Alors que l’équipage d’Artemis II tourne autour de la Lune, une tradition de longue date de la NASA fournit une toile de fond rythmée à leur voyage lunaire. Chaque matin, l’équipage du vaisseau spatial Orion se réveille au son d’une chanson différente, transformant une transition routinière du sommeil au travail en un moment de connexion personnelle et de variété musicale.

Les playlists personnelles de The Crew

Au cours d’une récente conversation en direct, les quatre astronautes ont partagé la signification personnelle de leurs morceaux choisis, révélant que ces chansons sont plus qu’un simple bruit de fond : elles sont des liens avec la maison, la famille et le confort.

  • Jeremy Hansen (ASC) : L’astronaute canadien a noté que sa famille lui avait suggéré “Under Pressure” de Queen et David Bowie, qui est devenu son favori personnel de la mission.
  • Victor Glover (NASA) : Glover a partagé un moment joyeux concernant sa femme, qui a échangé l’une de ses sélections contre “Good Morning” de Mandisa et TobyMac. Il a attribué au morceau le mérite d’avoir rendu sa matinée “vraiment agréable”.
  • Reid Wiseman (NASA) : Pour Wiseman, le choix était profondément sentimental. Il a sélectionné “Tokyo Drifting” de Glass Animals et Denzel Curry, une chanson qu’il écoute chaque année lors de vacances en famille en Floride.
  • Christina Koch (NASA) : Koch a choisi la reprise Young & Sick de “Sleepyhead” pour son utilité ; il a servi de « secours » indispensable après une période d’éveil épuisante le premier jour de la mission. Tout en faisant l’éloge de la sélection, elle a noté avec humour que le contrôle de mission avait coupé le ** “Pink Pony Club” ** de Chappell Roan juste avant le refrain, la laissant fredonner la mélodie toute la journée.

Un héritage de paroles lunaires

Même si cela peut sembler une touche moderne, la pratique consistant à utiliser la musique pour réveiller les astronautes est une tradition bien ancrée qui remonte aux premiers jours des vols spatiaux habités. Ce rituel répond à un double objectif : il apporte un boost psychologique aux équipages dans l’environnement isolé de l’espace et offre une connexion humanisante avec la Terre.

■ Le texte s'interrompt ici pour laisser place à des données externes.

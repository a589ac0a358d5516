//! Process exit status
//!
//! Scripts rely on these values. Library errors are classified by
//! [`ocli_core::Error::exit_code`]; this module only names the statuses the
//! binary can end with.

/// Status the `ocli` process exits with
#[derive(Debug, Clone, Copy, PartialEq, Eq)]
#[repr(i32)]
pub enum ExitCode {
    Success = 0,

    /// Failure with no more specific status, including failed verification
    GeneralError = 1,

    /// Bad arguments, malformed identifiers, missing or invalid settings
    UsageError = 2,

    /// Node unreachable, timed out or unavailable; retrying may help
    NetworkError = 3,

    /// Session negotiation failed or the node denied access
    AuthError = 4,

    /// Object is missing or has been removed
    NotFound = 5,

    /// Object already exists or the payload length disagreed with its header
    Conflict = 6,

    /// Interrupted by a signal or canceled
    Interrupted = 130,
}

impl ExitCode {
    #[inline]
    pub const fn as_i32(self) -> i32 {
        self as i32
    }

    /// Status for a failed library call
    pub fn from_error(err: &ocli_core::Error) -> Self {
        match err.exit_code() {
            2 => Self::UsageError,
            3 => Self::NetworkError,
            4 => Self::AuthError,
            5 => Self::NotFound,
            6 => Self::Conflict,
            130 => Self::Interrupted,
            _ => Self::GeneralError,
        }
    }
}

L’histoire des « bandes sonores spatiales » s’étend sur plusieurs décennies d’exploration :
L’ère des Gémeaux (années 1960) : Les missions comprenaient tout, depuis “Hello Dolly” de Jack Jones jusqu’aux compositions classiques de Beethoven et Bach.
L’ère Apollo (années 1960-70) : Les astronautes ont été accueillis par les chants de Frank Sinatra et Tony Bennett.
L’ère de la navette spatiale (années 1980 à 2011) : Les playlists se sont orientées vers la pop et le rock, avec Willie Nelson, Steppenwolf et Jimmy Buffett.
L’ère de l’ISS (années 2000) : La tradition a atteint de nouveaux sommets lorsque Paul McCartney s’est produit en direct pour l’équipage de la Station spatiale internationale en 2005.

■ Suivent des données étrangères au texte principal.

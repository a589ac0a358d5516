//! Progress bar utilities for transfer operations
//!
//! [`ProgressBar`] doubles as the transfer observer handed to the upload
//! and download engines.

use ocli_core::TransferObserver;

use super::OutputConfig;

/// Progress bar wrapper
///
/// Handles progress display based on output configuration.
/// In quiet or JSON mode, progress is suppressed.
#[derive(Debug)]
pub struct ProgressBar {
    bar: Option<indicatif::ProgressBar>,
}

impl ProgressBar {
    /// Create a byte progress bar; the length is set when the transfer starts
    pub fn new(config: &OutputConfig, label: &str) -> Self {
        let bar = if config.quiet || config.json || config.no_progress {
            None
        } else {
            let bar = indicatif::ProgressBar::new(0);
            if let Ok(style) = indicatif::ProgressStyle::default_bar()
                .template("{msg} [{bar:40.cyan/blue}] {bytes}/{total_bytes} ({eta})")
            {
                bar.set_style(style.progress_chars("#>-"));
            }
            bar.set_message(label.to_string());
            Some(bar)
        };

        Self { bar }
    }

    /// Increment progress
    pub fn inc(&self, delta: u64) {
        if let Some(bar) = &self.bar {
            bar.inc(delta);
        }
    }

    /// Finish and clear the progress bar
    pub fn finish_and_clear(&self) {
        if let Some(bar) = &self.bar {
            bar.finish_and_clear();
        }
    }

    /// Check if progress bar is visible
    pub fn is_visible(&self) -> bool {
        self.bar.is_some()
    }
}

impl TransferObserver for ProgressBar {
    fn on_start(&self, total: Option<u64>) {
        if let (Some(bar), Some(total)) = (&self.bar, total) {
            bar.set_length(total);
        }
    }

    fn on_progress(&self, bytes: u64) {
        self.inc(bytes);
    }

    fn on_finish(&self) {
        self.finish_and_clear();
    }
}

impl Drop for ProgressBar {
    fn drop(&mut self) {
        self.finish_and_clear();
    }
}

Pourquoi la musique est importante dans l’espace lointain

Dans l’environnement aux enjeux et au stress élevés de l’orbite lunaire, ces intermèdes musicaux agissent comme une composante « douce » vitale des opérations de mission. Pour les astronautes, la musique est un outil de régulation de l’humeur et d’ancrage cognitif. En choisissant des chansons qui représentent leurs familles ou leurs souvenirs précieux, l’équipage crée un pont psychologique entre la réalité stérile et technique d’un vaisseau spatial et la chaleur émotionnelle de la vie sur Terre.

Les chansons de réveil d’Artemis II ne sont pas qu’un simple divertissement ; ils constituent un pont entre les rigueurs techniques de l’exploration spatiale et les expériences profondément humaines des personnes qui la réalisent.